Oude Testament

Nieuwe Testament

Deuteronomium 22:1-9 Het Boek (HTB)

1. ‘Als u ziet dat een os of een schaap van iemand verdwaalt, doe dan niet alsof u het niet ziet, maar breng het dier terug naar zijn eigenaar.

2. Als u niet weet wie de eigenaar is of hij woont ver weg, neem het dan mee naar uw eigen huis en houd het daar tot de eigenaar het dier komt zoeken en geef het hem dan terug.

3. Hetzelfde geldt voor ezels, kleding of iets anders dat u vindt.
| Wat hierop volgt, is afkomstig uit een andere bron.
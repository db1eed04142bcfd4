//! glimmer-cli — the REPL and file runner (C8) exposed as the `glimmer`
//! binary.
//!
//! Exit codes follow the `sysexits.h` convention this language borrows:
//! `0` ok, `64` usage error, `65` compile error, `70` runtime error, `74`
//! I/O error.

use std::io::{self, Write};
use std::path::PathBuf;

use anyhow::Context;
use clap::Parser;
use tracing::debug;

use glimmer_vm::Vm;

pub const EXIT_OK: i32 = 0;
pub const EXIT_USAGE: i32 = 64;
pub const EXIT_COMPILE_ERROR: i32 = 65;
pub const EXIT_RUNTIME_ERROR: i32 = 70;
pub const EXIT_IO_ERROR: i32 = 74;

/// Installs the `tracing` subscriber honoring `GLIMMER_LOG`, the way every
/// other ambient-logging entry point in this workspace does.
pub fn init_logging() {
    use tracing_subscriber::EnvFilter;
    let filter = EnvFilter::try_from_env("GLIMMER_LOG").unwrap_or_else(|_| EnvFilter::new("warn"));
    let _ = tracing_subscriber::fmt().with_env_filter(filter).with_writer(io::stderr).try_init();
}

#[derive(Parser, Debug)]
#[command(name = "glimmer", version, about = "Run or interactively evaluate a glimmer script")]
struct Cli {
    /// Script to execute. Omit to start an interactive REPL.
    script: Option<PathBuf>,
}

/// Parses argv and dispatches to the REPL or the file runner. Returns the
/// process exit code; never panics on user input.
pub fn run(args: impl IntoIterator<Item = String>) -> i32 {
    let args: Vec<String> = args.into_iter().collect();
    let cli = match Cli::try_parse_from(&args) {
        Ok(cli) => cli,
        Err(err) if err.kind() == clap::error::ErrorKind::DisplayHelp || err.kind() == clap::error::ErrorKind::DisplayVersion => {
            print!("{err}");
            return EXIT_OK;
        }
        Err(_) => {
            eprintln!("Usage: glimmer [script]");
            return EXIT_USAGE;
        }
    };

    match cli.script {
        None => run_repl(),
        Some(path) => run_file(&path),
    }
}

fn run_repl() -> i32 {
    println!("glimmer {}", env!("CARGO_PKG_VERSION"));
    println!("Type 'exit' to quit\n");

    let mut vm = Vm::new();
    let stdin = io::stdin();
    loop {
        print!("> ");
        if io::stdout().flush().is_err() {
            return EXIT_IO_ERROR;
        }

        let mut line = String::new();
        let bytes_read = match stdin.read_line(&mut line) {
            Ok(n) => n,
            Err(_) => return EXIT_IO_ERROR,
        };
        if bytes_read == 0 {
            // EOF (e.g. piped input or Ctrl-D).
            return EXIT_OK;
        }
        if line == "exit\n" || line == "exit\r\n" {
            return EXIT_OK;
        }

        match glimmer_compiler::compile_str(&line) {
            Ok(function) => {
                if let Err(err) = vm.interpret(function) {
                    eprintln!("{err}");
                }
            }
            Err(compile_err) => {
                for diag in &compile_err.0 {
                    eprintln!("{diag}");
                }
            }
        }
    }
}

fn run_file(path: &PathBuf) -> i32 {
    let source = match std::fs::read_to_string(path).with_context(|| format!("Could not read file \"{}\"", path.display())) {
        Ok(s) => s,
        Err(err) => {
            eprintln!("{err:#}");
            return EXIT_IO_ERROR;
        }
    };

    let function = match glimmer_compiler::compile_str(&source) {
        Ok(function) => function,
        Err(compile_err) => {
            for diag in &compile_err.0 {
                eprintln!("{diag}");
            }
            return EXIT_COMPILE_ERROR;
        }
    };
    debug!(path = %path.display(), "compiled script");

    let mut vm = Vm::new();
    match vm.interpret(function) {
        Ok(_) => EXIT_OK,
        Err(err) => {
            eprintln!("{err}");
            EXIT_RUNTIME_ERROR
        }
    }
}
Bewaar het voor de eigenaar en onttrek u niet aan uw verantwoordelijkheid.

4. Als u iemand bezig ziet een os of een ezel overeind te krijgen, nadat het dier is gaan liggen, kijk dan niet de andere kant op. Ga erheen en help hem!

5. Een vrouw mag geen mannenkleren dragen en een man geen vrouwenkleren. Dat is iets afschuwelijks in de ogen van de Here, uw God.

6. Als u een vogelnest op de grond ziet liggen of u ziet er een in een boom en er zitten jonge vogels of eieren in, waar de moeder in het nest op zit, haal dan niet de moeder en haar jongen weg.

7. Laat haar gaan en neem alleen de jongen. De Here zal u daarvoor zegenen.

8. Als u een nieuw huis bouwt, moet u een borstwering rond het platte dak maken om te voorkomen dat iemand eraf valt en u zo de schuld over uw huis brengt.

9. Zaai geen andere gewassen tussen de planten in uw wijngaard. Als u dat wel doet, zullen de gewassen en de druiven door de priesters in beslag worden genomen.